Prue Talbot,
Director,
University Of California Riverside
My laboratory has studied the toxicological effects of tobacco products and tobacco-related disease for approximately 20 years. My laboratory has focused recently on new tobacco products including harm reduction cigarettes, Snus, dissolvables, and electronic cigarettes, and we are one of the few labs in the United States to have studied electronic cigarettes. Much of our work has been done on the effects of tobacco products on reproduction and development, with comparisons to adult lung cells. About 5 years ago, we began working with human embryonic stem cells (hESC) and have used them as a model to study the effects of tobacco products on human prenatal development.
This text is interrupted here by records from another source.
//! Per-packet signals handed from the capture readers to the aggregator.
//!
//! A capture yields exactly one kind of signal: arrival timestamps or
//! hardware aggregation-group identifiers. The two kinds never mix
//! inside one analysis run.

use crate::aggregator::{AggregationStrategy, GroupIdStrategy, TimeGapStrategy};
use crate::utils::config::NANOS_PER_MICRO;
use crate::utils::error::AggregationError;
use std::fmt;

/// Packet arrival time, relative to the start of the capture
#[derive(Debug, Clone, Copy, PartialEq)]
pub struct TimedSignal {
    pub arrival_time_us: f64,
}

impl TimedSignal {
    pub fn from_micros(arrival_time_us: f64) -> Result<Self, AggregationError> {
        if !arrival_time_us.is_finite() {
            return Err(AggregationError::MalformedSignal(format!(
                "arrival time {} is not a finite number",
                arrival_time_us
            )));
        }
        Ok(Self { arrival_time_us })
    }

    /// Capture exports record nanoseconds; the time-gap rule works in microseconds
    pub fn from_nanos(arrival_time_ns: f64) -> Result<Self, AggregationError> {
        Self::from_micros(arrival_time_ns / NANOS_PER_MICRO)
    }
}

/// Hardware aggregation group of a packet. `None` means ungrouped.
#[derive(Debug, Clone, Copy, PartialEq, Eq)]
pub struct GroupedSignal {
    pub group_id: Option<i64>,
}

impl GroupedSignal {
    pub fn new(group_id: Option<i64>) -> Self {
        Self { group_id }
    }

    pub fn ungrouped() -> Self {
        Self { group_id: None }
    }
}

/// A single per-packet signal of either kind
#[derive(Debug, Clone, Copy, PartialEq)]
pub enum Signal {
    Timed(TimedSignal),
    Grouped(GroupedSignal),
}

impl Signal {
    pub fn kind(&self) -> SignalKind {
        match self {
            Signal::Timed(_) => SignalKind::Timed,
            Signal::Grouped(_) => SignalKind::Grouped,
        }
    }
}

/// Which kind of signal a capture provides
#[derive(Debug, Clone, Copy, PartialEq, Eq)]
pub enum SignalKind {
    Timed,
    Grouped,
}

impl SignalKind {
    /// Name of the detection strategy that consumes this kind
    pub fn strategy_name(&self) -> &'static str {
        match self {
            SignalKind::Timed => TimeGapStrategy::default().name(),
            SignalKind::Grouped => GroupIdStrategy.name(),
        }
    }
}

impl fmt::Display for SignalKind {
    fn fmt(&self, f: &mut fmt::Formatter<'_>) -> fmt::Result {
        match self {
            SignalKind::Timed => write!(f, "timestamps"),
            SignalKind::Grouped => write!(f, "group identifiers"),
        }
    }
}

/// Ordered signals of a single kind, as consumed by the aggregator
#[derive(Debug, Clone, PartialEq)]
pub enum SignalSequence {
    Timed(Vec<TimedSignal>),
    Grouped(Vec<GroupedSignal>),
}

impl SignalSequence {
    /// Classify a list of loose signals into a single-kind sequence.
    ///
    /// # Errors
    /// * `AggregationError::EmptySignals` - nothing to classify
    /// * `AggregationError::MalformedSignal` - the list mixes both kinds
    pub fn from_signals(signals: Vec<Signal>) -> Result<Self, AggregationError> {
        let first = signals.first().ok_or(AggregationError::EmptySignals)?;

        match first.kind() {
            SignalKind::Timed => signals
                .into_iter()
                .enumerate()
                .map(|(index, signal)| match signal {
                    Signal::Timed(timed) => Ok(timed),
                    Signal::Grouped(_) => Err(mixed_kinds(index, SignalKind::Timed)),
                })
                .collect::<Result<Vec<_>, _>>()
                .map(SignalSequence::Timed),
            SignalKind::Grouped => signals
                .into_iter()
                .enumerate()
                .map(|(index, signal)| match signal {
                    Signal::Grouped(grouped) => Ok(grouped),
                    Signal::Timed(_) => Err(mixed_kinds(index, SignalKind::Grouped)),
                })
                .collect::<Result<Vec<_>, _>>()
                .map(SignalSequence::Grouped),
        }
    }

    pub fn kind(&self) -> SignalKind {
        match self {
            SignalSequence::Timed(_) => SignalKind::Timed,
            SignalSequence::Grouped(_) => SignalKind::Grouped,
        }
    }

    pub fn len(&self) -> usize {
        match self {
            SignalSequence::Timed(signals) => signals.len(),
            SignalSequence::Grouped(signals) => signals.len(),
        }
    }

    pub fn is_empty(&self) -> bool {
        self.len() == 0
    }
}

fn mixed_kinds(index: usize, expected: SignalKind) -> AggregationError {
    AggregationError::MalformedSignal(format!(
        "signal {} does not match the {} that started the sequence",
        index, expected
    ))
}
Pluripotent hESC enable us to evaluate chemical effects on cells equivalent to the epiblast stage of in vivo development. Differentiation of hESC enables us to study specific developmental processes during chemical exposure. These methods when combined provide very powerful tools to examine how environmental chemicals including those in tobacco products affect prenatal development, the most sensitive period in our life cycle. Our lab has developed methods for rapidly screening chemicals using small colonies of hESC in a reproducible quantitative manner. This method when combined with human adult cells enables reliable comparison of chemical toxicity in embryonic and differentiated adult cells. We are particularly interested in how new tobacco products effect embryos/fetuses and adults.
In addition, I have been involved in forming and administering new academic and research units on my campus. In 1999, I became the founding Director of the Interdepartmental Graduate Program in Cell, Molecular and Developmental Biology. In 2007, I founded the UCR Stem Cell Center, which in 2009, expanded to include a Stem Cell Core Facility that I currently direct.